The study notes particular activity in intellectual property theft centered around the Emotet trojan, which was the most commonly seen type of malware in Singapore in 2019. Emotet is a polymorphic trojan able to get by signature-based automated defenses, and is generally part of the initial entry into a network. The Mylobot botnet has also been particularly active in the region; this is a relatively new botnet with considerable capability to evade detection.
The frequency of watering hole attacks, combined with some other evidence such as the types of malware used, point to very strong OceanLotus activity in Singapore in the past year.
Also known as APT32, OceanLotus is based in Vietnam and is strongly suspected to be backed by the government. This is one of the more sophisticated threat actors out there, and has historically been known to focus on the Southeast Asia region. It also has a long and established history of using watering hole attacks that are centered on compromised government sites and media outlets.
The report indicates that APT32 had a particular focus on higher education targets in Singapore. The group was most active in April 2019, winding down to a mid-summer lull from there before working back up to a smaller spike in October. However, though the group was not particularly active in the manufacturing sector it had a pronounced burst of activity in targeting these companies in May before dropping back off again for the rest of the year. The group was most interested in automotive manufacturers, particularly BMW and Hyundai.
OceanLotus is not the only group that the report makes note of, however. Naikon, an APT group based in China, was also highly active in Singapore in 2019. Naikon has been making a habit of targeting government and military installations throughout Southeast Asia since 2010. ThreatConnect has tied the group to the People’s Liberation Army of China. The group is known for advanced spear phishing; it is unclear if it is contributing to Singapore’s rash of watering hole attacks.
While these groups tend to target enterprise-scale organizations and government agencies, there was significant activity targeting the average internet user as well. The study noted a particularly sharp spike in phishing email attempts during the extended holiday shopping season (from Cyber Monday through New Year’s Day), a pattern that is almost certain to repeat in 2020.

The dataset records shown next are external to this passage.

//! Chain Error Types
//!
//! Errors raised by the contract client layer. Revert reasons are decoded
//! from simulation so callers see them without spending gas.

use thiserror::Error;

/// Errors that can occur when talking to the chain
#[derive(Error, Debug)]
pub enum ChainError {
    /// Transport or node-side RPC failure
    #[error("RPC error: {0}")]
    Rpc(String),

    /// Contract execution reverted with a decoded reason
    #[error("Contract reverted: {reason}")]
    Revert { reason: String },

    /// A write was attempted without a configured signer
    #[error("No signer configured; set LANDLEDGER_SIGNER_KEY to submit transactions")]
    NoSigner,

    /// Transaction was submitted but dropped before a receipt appeared
    #[error("Transaction {tx_hash} dropped from the mempool")]
    Dropped { tx_hash: String },

    /// A value returned by the contract could not be decoded
    #[error("Decode error: {0}")]
    Decode(String),

    /// Malformed address or other invalid input
    #[error("Invalid address: {0}")]
    InvalidAddress(String),

    /// ABI fragment failed to parse at startup
    #[error("ABI error: {0}")]
    Abi(String),
}

/// Result type for chain operations
pub type ChainResult<T> = Result<T, ChainError>;
//! Local Chat Store
//!
//! SQLite cache of messages and read marks. This is the fastest of the
//! three chat sources and the only one that is always available; it is
//! not authoritative — reconciliation treats it as just another partial
//! view.

use rusqlite::{params, Connection};
use std::path::Path;
use std::sync::Mutex;
use thiserror::Error;

use super::message::{conversation_partner, ChatMessage};

/// Errors from the local chat store
#[derive(Debug, Error)]
pub enum StoreError {
    #[error("Database error: {0}")]
    Db(#[from] rusqlite::Error),

    #[error("IO error: {0}")]
    Io(#[from] std::io::Error),
}

/// One conversation preview in a user's inbox
#[derive(Debug, Clone, serde::Serialize)]
pub struct InboxEntry {
    /// The other participant's wallet address
    pub partner: String,
    pub last_message: String,
    /// Timestamp of the last message, ms since epoch
    pub last_timestamp: i64,
    /// Messages from the partner not yet marked read
    pub unread: u64,
}

/// SQLite-backed message cache.
///
/// The connection is guarded by a mutex; all statements are short.
pub struct ChatStore {
    conn: Mutex<Connection>,
}

impl ChatStore {
    /// Open (and migrate) the store at the given path
    pub fn open<P: AsRef<Path>>(path: P) -> Result<Self, StoreError> {
        if let Some(parent) = path.as_ref().parent() {
            if !parent.as_os_str().is_empty() {
                std::fs::create_dir_all(parent)?;
            }
        }
        let conn = Connection::open(path)?;
        Self::init_schema(&conn)?;
        Ok(Self {
            conn: Mutex::new(conn),
        })
    }

    /// In-memory store for tests
    pub fn in_memory() -> Result<Self, StoreError> {
        let conn = Connection::open_in_memory()?;
        Self::init_schema(&conn)?;
        Ok(Self {
            conn: Mutex::new(conn),
        })
    }

    fn init_schema(conn: &Connection) -> Result<(), StoreError> {
        conn.execute_batch(
            "CREATE TABLE IF NOT EXISTS messages (
                key          TEXT PRIMARY KEY,
                conversation TEXT NOT NULL,
                msg_id       TEXT NOT NULL,
                sender       TEXT NOT NULL,
                content      TEXT NOT NULL,
                timestamp    INTEGER NOT NULL,
                read         INTEGER NOT NULL DEFAULT 0
            );
            CREATE INDEX IF NOT EXISTS idx_messages_conversation
                ON messages (conversation, timestamp);",
        )?;
        Ok(())
    }

    /// Insert or overwrite a message, keyed by its dedup key
    pub fn upsert(&self, conversation: &str, message: &ChatMessage) -> Result<(), StoreError> {
        let conn = self.conn.lock().unwrap();
        conn.execute(
            "INSERT INTO messages (key, conversation, msg_id, sender, content, timestamp)
             VALUES (?1, ?2, ?3, ?4, ?5, ?6)
             ON CONFLICT(key) DO UPDATE SET
                msg_id = excluded.msg_id,
                sender = excluded.sender,
                content = excluded.content,
                timestamp = excluded.timestamp",
            params![
                message.dedup_key(),
                conversation,
                message.id,
                message.sender.to_lowercase(),
                message.content,
                message.timestamp,
            ],
        )?;
        Ok(())
    }

    /// Write back a merged conversation view
    pub fn upsert_all(
        &self,
        conversation: &str,
        messages: &[ChatMessage],
    ) -> Result<(), StoreError> {
        for message in messages {
            self.upsert(conversation, message)?;
        }
        Ok(())
    }

    /// All cached messages of a conversation, ascending by timestamp
    pub fn conversation(&self, conversation: &str) -> Result<Vec<ChatMessage>, StoreError> {
        let conn = self.conn.lock().unwrap();
        let mut stmt = conn.prepare(
            "SELECT msg_id, sender, content, timestamp
             FROM messages
             WHERE conversation = ?1
             ORDER BY timestamp ASC, key ASC",
        )?;

        let rows = stmt.query_map(params![conversation], |row| {
            Ok(ChatMessage {
                id: row.get(0)?,
                sender: row.get(1)?,
                content: row.get(2)?,
                timestamp: row.get(3)?,
            })
        })?;

        let mut messages = Vec::new();
        for row in rows {
            messages.push(row?);
        }
        Ok(messages)
    }

    /// Every conversation id present in the store
    pub fn conversations(&self) -> Result<Vec<String>, StoreError> {
        let conn = self.conn.lock().unwrap();
        let mut stmt =
            conn.prepare("SELECT DISTINCT conversation FROM messages ORDER BY conversation")?;
        let rows = stmt.query_map([], |row| row.get::<_, String>(0))?;

        let mut ids = Vec::new();
        for row in rows {
            ids.push(row?);
        }
        Ok(ids)
    }

    /// Inbox preview for one user: each conversation they participate in,
    /// its last message, and the unread count.
    pub fn inbox(&self, owner: &str) -> Result<Vec<InboxEntry>, StoreError> {
        let owner = owner.to_lowercase();
        let mut entries = Vec::new();

        for conversation in self.conversations()? {
            let Some(partner) = conversation_partner(&conversation, &owner) else {
                continue;
            };

            let conn = self.conn.lock().unwrap();
            let (last_message, last_timestamp) = conn.query_row(
                "SELECT content, timestamp FROM messages
                 WHERE conversation = ?1
                 ORDER BY timestamp DESC, key DESC LIMIT 1",
                params![conversation],
                |row| Ok((row.get::<_, String>(0)?, row.get::<_, i64>(1)?)),
            )?;

            let unread: u64 = conn.query_row(
                "SELECT COUNT(*) FROM messages
                 WHERE conversation = ?1 AND sender != ?2 AND read = 0",
                params![conversation, owner],
                |row| row.get(0),
            )?;

            entries.push(InboxEntry {
                partner,
                last_message,
                last_timestamp,
                unread,
            });
        }

        entries.sort_by(|a, b| b.last_timestamp.cmp(&a.last_timestamp));
        Ok(entries)
    }

    /// Mark every message the partner sent in this conversation as read
    pub fn mark_read(&self, conversation: &str, owner: &str) -> Result<u64, StoreError> {
        let conn = self.conn.lock().unwrap();
        let changed = conn.execute(
            "UPDATE messages SET read = 1
             WHERE conversation = ?1 AND sender != ?2 AND read = 0",
            params![conversation, owner.to_lowercase()],
        )?;
        Ok(changed as u64)
    }
}

#[cfg(test)]
mod tests {
    use super::*;
    use crate::chat::message::conversation_id;

    fn msg(id: &str, sender: &str, content: &str, timestamp: i64) -> ChatMessage {
        ChatMessage {
            id: id.to_string(),
            sender: sender.to_string(),
            content: content.to_string(),
            timestamp,
        }
    }

    #[test]
    fn upsert_and_read_back_ordered() {
        let store = ChatStore::in_memory().unwrap();
        let conv = conversation_id("0xaa", "0xbb");

        store.upsert(&conv, &msg("m2", "0xbb", "hi", 2_000)).unwrap();
        store
            .upsert(&conv, &msg("m1", "0xaa", "hello", 1_000))
            .unwrap();

        let messages = store.conversation(&conv).unwrap();
        assert_eq!(messages.len(), 2);
        assert_eq!(messages[0].id, "m1");
        assert_eq!(messages[1].id, "m2");
    }

    #[test]
    fn upsert_same_key_overwrites() {
        let store = ChatStore::in_memory().unwrap();
        let conv = conversation_id("0xaa", "0xbb");

        store
            .upsert(&conv, &msg("m1", "0xaa", "hello", 1_000))
            .unwrap();
        store
            .upsert(&conv, &msg("m1", "0xaa", "hello", 1_500))
            .unwrap();

        let messages = store.conversation(&conv).unwrap();
        assert_eq!(messages.len(), 1);
        assert_eq!(messages[0].timestamp, 1_500);
    }

    #[test]
    fn inbox_reports_partner_and_unread() {
        let store = ChatStore::in_memory().unwrap();
        let conv = conversation_id("0xaa", "0xbb");

        store
            .upsert(&conv, &msg("m1", "0xbb", "hello", 1_000))
            .unwrap();
        store
            .upsert(&conv, &msg("m2", "0xbb", "you there?", 2_000))
            .unwrap();
        store.upsert(&conv, &msg("m3", "0xaa", "yes", 3_000)).unwrap();

        let inbox = store.inbox("0xAA").unwrap();
        assert_eq!(inbox.len(), 1);
        assert_eq!(inbox[0].partner, "0xbb");
        assert_eq!(inbox[0].last_message, "yes");
        assert_eq!(inbox[0].unread, 2);

        store.mark_read(&conv, "0xaa").unwrap();
        let inbox = store.inbox("0xaa").unwrap();
        assert_eq!(inbox[0].unread, 0);
    }

    #[test]
    fn inbox_skips_foreign_conversations() {
        let store = ChatStore::in_memory().unwrap();
        let conv = conversation_id("0xbb", "0xcc");
        store.upsert(&conv, &msg("m1", "0xbb", "hey", 1_000)).unwrap();

        assert!(store.inbox("0xaa").unwrap().is_empty());
    }

    #[test]
    fn persists_across_reopen() {
        let dir = tempfile::tempdir().unwrap();
        let path = dir.path().join("chat.db");
        let conv = conversation_id("0xaa", "0xbb");

        {
            let store = ChatStore::open(&path).unwrap();
            store
                .upsert(&conv, &msg("m1", "0xaa", "hello", 1_000))
                .unwrap();
        }

        let store = ChatStore::open(&path).unwrap();
        assert_eq!(store.conversation(&conv).unwrap().len(), 1);
    }
}
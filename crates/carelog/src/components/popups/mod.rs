/// Popup components for the Carelog TUI.
///
/// This module aggregates concrete popup types and re-exports the shared
/// helpers and trait from `components/popup.rs` so there is a single source
/// of truth for popup utilities.
pub mod form;

pub use crate::components::popup::{
    PopupComponent, centered_rect_fixed, draw_popup_frame, inner_rect, render_backdrop,
};
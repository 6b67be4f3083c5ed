use ratatui::{
    layout::Rect,
    style::{Color, Style},
    symbols,
    widgets::{Block, Borders, Clear},
};

use crate::{components::Component, theme::Theme, theme::UiGroup, tui::Frame};

/// Popup components and helpers.
///
/// - `PopupComponent`: a small extension over `Component` with popup-specific
///   hooks
/// - Rendering helpers: `render_backdrop`, `centered_rect_fixed`,
///   `draw_popup_frame`
///
/// Usage: draw the active page, then for an active popup call
/// `render_backdrop`, compute the dialog rect, `draw_popup_frame`, and draw
/// the popup content inside it.
pub trait PopupComponent: Component {
    /// Whether the popup blocks page interactions. Defaults to true.
    fn is_modal(&self) -> bool {
        true
    }
}

/// Dim the page behind a modal. Terminals have no real transparency, so this
/// is a solid near-black wash.
pub fn render_backdrop(frame: &mut Frame<'_>, area: Rect) {
    let backdrop = Block::default().style(Style::default().bg(Color::Black));
    frame.render_widget(backdrop, area);
}

/// Centered rectangle with a fixed width/height clamped to `area`.
pub fn centered_rect_fixed(area: Rect, width: u16, height: u16) -> Rect {
    let w = width.min(area.width);
    let h = height.min(area.height);
    Rect {
        x: area.x.saturating_add((area.width.saturating_sub(w)) / 2),
        y: area.y.saturating_add((area.height.saturating_sub(h)) / 2),
        width: w,
        height: h,
    }
}

/// Draw a rounded, bordered dialog shell with a title, clearing the area so
/// underlying content doesn't bleed through. Returns `area` for chaining.
pub fn draw_popup_frame(
    frame: &mut Frame<'_>,
    area: Rect,
    title: impl Into<String>,
    theme: &Theme,
) -> Rect {
    frame.render_widget(Clear, area);
    let block = Block::default()
        .title(format!(" {} ", title.into()))
        .borders(Borders::ALL)
        .border_set(symbols::border::ROUNDED)
        .style(theme.style(UiGroup::Border));
    frame.render_widget(block, area);
    area
}

/// Inner drawable area of a framed dialog.
pub fn inner_rect(area: Rect) -> Rect {
    Rect {
        x: area.x.saturating_add(1),
        y: area.y.saturating_add(1),
        width: area.width.saturating_sub(2),
        height: area.height.saturating_sub(2),
    }
}

#[cfg(test)]
mod tests {
    use super::*;

    #[test]
    fn centered_rect_clamps_to_area() {
        let area = Rect::new(0, 0, 40, 10);
        let r = centered_rect_fixed(area, 100, 100);
        assert_eq!((r.width, r.height), (40, 10));
        let r = centered_rect_fixed(area, 20, 4);
        assert_eq!((r.x, r.y), (10, 3));
    }
}
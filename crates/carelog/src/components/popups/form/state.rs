//! Mutable per-modal form state.
//!
//! One instance lives for the duration of an open form and is discarded on
//! close. Validation messages are caller-supplied; this module never computes
//! them.

use std::collections::HashMap;

use serde_json::{Map as JsonMap, Value as JsonValue};

use super::field::{FieldDescriptor, FieldKind};
use super::value::FieldValue;

#[derive(Debug, Default, Clone)]
pub struct FormState {
    pub values: HashMap<String, FieldValue>,
    /// Per-field messages supplied by the caller after validation.
    pub field_errors: HashMap<String, String>,
    /// Form-level messages (e.g. a failed save).
    pub global_errors: Vec<String>,
    /// The record being edited; `None` while creating a new one.
    pub editing: Option<JsonValue>,
}

impl FormState {
    /// Prefill from a stored record: every field present in the record gets
    /// its value; everything else starts empty.
    pub fn from_record(fields: &[FieldDescriptor], record: JsonValue) -> Self {
        let mut state = FormState::default();
        if let Some(object) = record.as_object() {
            for field in fields {
                if let Some(raw) = object.get(&field.name) {
                    state
                        .values
                        .insert(field.name.clone(), FieldValue::from_json(raw));
                }
            }
        }
        state.editing = Some(record);
        state
    }

    pub fn is_editing(&self) -> bool {
        self.editing.is_some()
    }

    pub fn set(&mut self, name: impl Into<String>, value: FieldValue) {
        self.values.insert(name.into(), value);
    }

    pub fn get(&self, name: &str) -> Option<&FieldValue> {
        self.values.get(name)
    }

    /// Text view of a value; non-text values and missing keys read as "".
    pub fn text(&self, name: &str) -> &str {
        self.get(name).and_then(FieldValue::as_text).unwrap_or("")
    }

    pub fn set_errors(&mut self, field_errors: HashMap<String, String>) {
        self.field_errors = field_errors;
    }

    pub fn clear_errors(&mut self) {
        self.field_errors.clear();
        self.global_errors.clear();
    }

    /// Build the submit payload: one JSON entry per non-divider field, typed
    /// by the stored value (numbers stay numbers, booleans stay booleans,
    /// tag lists stay arrays). Unset fields submit as the canonical empty.
    pub fn payload(&self, fields: &[FieldDescriptor]) -> JsonValue {
        let mut map = JsonMap::new();
        for field in fields {
            if matches!(field.kind, FieldKind::Divider) {
                continue;
            }
            let value = self
                .values
                .get(&field.name)
                .cloned()
                .unwrap_or_else(|| default_for(&field.kind));
            map.insert(field.name.clone(), value.to_json());
        }
        JsonValue::Object(map)
    }
}

fn default_for(kind: &FieldKind) -> FieldValue {
    match kind {
        FieldKind::Checkbox => FieldValue::Bool(false),
        FieldKind::Tags { .. } => FieldValue::Tags(Vec::new()),
        _ => FieldValue::empty(),
    }
}

#[cfg(test)]
mod tests {
    use super::*;
    use pretty_assertions::assert_eq;
    use serde_json::json;

    fn fields() -> Vec<FieldDescriptor> {
        vec![
            FieldDescriptor::new("name", "Name", FieldKind::Text),
            FieldDescriptor::new("dose", "Dose", FieldKind::Number),
            FieldDescriptor::new("active", "Active", FieldKind::Checkbox),
            FieldDescriptor::divider("Extras"),
            FieldDescriptor::new("labels", "Labels", FieldKind::tags()),
        ]
    }

    #[test]
    fn payload_types_follow_values_and_skips_dividers() {
        let mut state = FormState::default();
        state.set("name", FieldValue::text("Metformin"));
        state.set("dose", FieldValue::Number(500.0));
        state.set("active", FieldValue::Bool(true));
        state.set("labels", FieldValue::Tags(vec!["diabetes".into()]));

        let payload = state.payload(&fields());
        assert_eq!(
            payload,
            json!({
                "name": "Metformin",
                "dose": 500.0,
                "active": true,
                "labels": ["diabetes"],
            })
        );
    }

    #[test]
    fn unset_fields_submit_canonical_empties() {
        let state = FormState::default();
        let payload = state.payload(&fields());
        assert_eq!(payload["name"], json!(""));
        assert_eq!(payload["active"], json!(false));
        assert_eq!(payload["labels"], json!([]));
    }

    #[test]
    fn prefill_reads_known_fields_only() {
        let record = json!({"name": "Lisinopril", "dose": 10, "discontinued_reason": "n/a"});
        let state = FormState::from_record(&fields(), record);
        assert!(state.is_editing());
        assert_eq!(state.get("name"), Some(&FieldValue::text("Lisinopril")));
        assert_eq!(state.get("dose"), Some(&FieldValue::Number(10.0)));
        assert_eq!(state.get("discontinued_reason"), None);
    }
}
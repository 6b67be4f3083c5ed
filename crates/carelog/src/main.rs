use std::sync::Arc;

use clap::Parser;
use color_eyre::Result;
use records::LocalApi;
use serde_json::json;

use carelog::{App, Cli, Cmd, config, errors, logging};
use carelog::components::popups::form::registry;

#[tokio::main]
async fn main() -> Result<()> {
    let args = Cli::parse();
    match args.cmd {
        Some(Cmd::Fields { entity, json }) => print_fields(&entity, json),
        Some(Cmd::Run) | None => run_tui().await,
    }
}

async fn run_tui() -> Result<()> {
    errors::init()?;
    config::ensure_data_and_config_dirs_exist()?;
    logging::init()?;

    let config = config::Config::new()?;
    let mut app = App::new(config, Arc::new(LocalApi::new()))?;
    app.run().await?;
    Ok(())
}

/// Print an entity's field configuration. An unknown entity prints nothing
/// and exits cleanly; callers degrade to "no fields", they don't crash.
fn print_fields(entity: &str, as_json: bool) -> Result<()> {
    let fields = registry::fields_for_tag(entity);
    if as_json {
        let rows: Vec<_> = fields
            .iter()
            .map(|f| {
                json!({
                    "name": f.name,
                    "label": f.label,
                    "kind": f.kind.tag(),
                    "required": f.required,
                    "span": f.resolved_span(),
                })
            })
            .collect();
        println!("{}", serde_json::to_string_pretty(&json!(rows))?);
    } else {
        for f in &fields {
            println!(
                "{:<22} {:<12} span {:>2}{}",
                f.name,
                f.kind.tag(),
                f.resolved_span(),
                if f.required { "  required" } else { "" }
            );
        }
    }
    Ok(())
}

The report concludes by advising companies in Singapore to move on from signature-based automated cyber defenses to those that use AI learning models to keep up with malicious codes, given the current prevalence of polymorphic phishing and watering hole attacks. It also advises that security analysts be provided with automated tools for lower-level screening work to avoid “alert fatigue,” and implementation of a Security Operations Centre to improve incident response and up-to-date cyber threat intelligence.
The proliferation of Emotet in the region highlights why these advanced measures are becoming necessary for more and more organizations. Emotet has been around since 2014, but standard signature-based antivirus software will usually not detect it. In 2019 Emotet was used against over 1,200 companies in Singapore across 27 different business sectors. Phishing prevention is the first line of defense, but there is no perfect solution to stopping employees from clicking on spear phishing emails.